In the Genome annotation report section, the authors state that 2,976 non-coding genes were annotated. What are non-coding genes given that by definition genes are coding regions of genome?

I think a comma is lacking after the name Hayward on page 3.

Are sufficient details of methods and materials provided to allow replication by others?

Yes

Is the rationale for creating the dataset(s) clearly described?

Yes

Are the datasets clearly presented in a useable and accessible format?

Yes

Are the protocols appropriate and is the work technically sound?

Yes

Reviewer Expertise:

Biodiversity genomics, DNA barcoding, Insect taxonomy

I confirm that I have read this submission and believe that I have an appropriate level of expertise to confirm that it is of an acceptable scientific standard.

This manuscript describes the sequencing and genome assembly of the European grizzled skipper Pyrgus malvae. There are some conservation concerns in parts of the range of this species, making collecting its genome sequence justifiable. The work described is competent and the writing is clear. Most of the data is clearly presented in a useable and accessible format. The one exception is that it is not clear where to find the assembled sequences for the second haplotype. I can find only one set of accessions in the text of the manuscript, presumably for the first haplotype. Where the second haplotype can be found should be made clear.

Minor Concerns:

p. 3 Background: First 4 sentences of the background are without in-text citations. Where does this information come from?

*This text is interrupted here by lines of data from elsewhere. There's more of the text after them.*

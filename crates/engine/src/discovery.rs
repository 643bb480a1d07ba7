use std::sync::Arc;

use serde::Serialize;
use tracing::debug;

use hololith_core::{ExploreQuery, Product, Store};
use hololith_store::Repository;

use crate::error::EngineError;

#[derive(Debug, Clone, Default, Serialize)]
#[cfg_attr(feature = "openapi", derive(utoipa::ToSchema))]
pub struct ExploreResults {
    #[serde(skip_serializing_if = "Option::is_none")]
    pub stores: Option<Vec<Store>>,
    #[serde(skip_serializing_if = "Option::is_none")]
    pub products: Option<Vec<Product>>,
}

/// The normalized query echoed back with its results.
#[derive(Debug, Clone, Serialize)]
#[cfg_attr(feature = "openapi", derive(utoipa::ToSchema))]
pub struct ExploreResponse {
    pub query: ExploreQuery,
    pub results: ExploreResults,
}

/// Public search over published stores and products.
#[derive(Clone)]
pub struct DiscoveryService {
    repo: Arc<dyn Repository>,
}

impl DiscoveryService {
    pub fn new(repo: Arc<dyn Repository>) -> Self {
        Self { repo }
    }

    pub async fn explore(&self, query: ExploreQuery) -> Result<ExploreResponse, EngineError> {
        let mut results = ExploreResults::default();
        if query.kind.includes_stores() {
            results.stores = Some(self.repo.search_stores(&query).await?);
        }
        if query.kind.includes_products() {
            results.products = Some(self.repo.search_products(&query).await?);
        }
        debug!(
            q = query.q.as_deref().unwrap_or_default(),
            stores = results.stores.as_ref().map_or(0, Vec::len),
            products = results.products.as_ref().map_or(0, Vec::len),
            "explore"
        );
        Ok(ExploreResponse { query, results })
    }
}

p. 3Similarly in 3 rd background paragraph, no citations for:“When fully-grown, the larva constructs a cocoon at the base of low vegetation, where it overwinters as a pupa. Adults feed on a wide variety of nectar sources, including Bird’s foot trefoil ( Lotus corniculatus), bugle ( Ajuga reptans), buttercup ( Ranunculus species), daisy ( Bellis perennis), and dandelion ( Taraxacum officinale).”

p. 3 suggested reword “At the European level this species is listed as Least Concern in the IUCN Red List…”.

p. 3 “While not fully phased, the assembly deposited is of one haplotype. Contigs corresponding to the second haplotype have also been deposited.” Where is the second haplotype deposited?  I can only find set of INSDC accession numbers in Table 2, which I presume are associated with the first haplotype.

Are sufficient details of methods and materials provided to allow replication by others?

Yes

Is the rationale for creating the dataset(s) clearly described?

Yes

Are the datasets clearly presented in a useable and accessible format?

Partly

Are the protocols appropriate and is the work technically sound?

Yes

Reviewer Expertise:

genomics, Lepidoptera, phylogenetics, genetics, evo-devo

I confirm that I have read this submission and believe that I have an appropriate level of expertise to confirm that it is of an acceptable scientific standard, however I have significant reservations, as outlined above.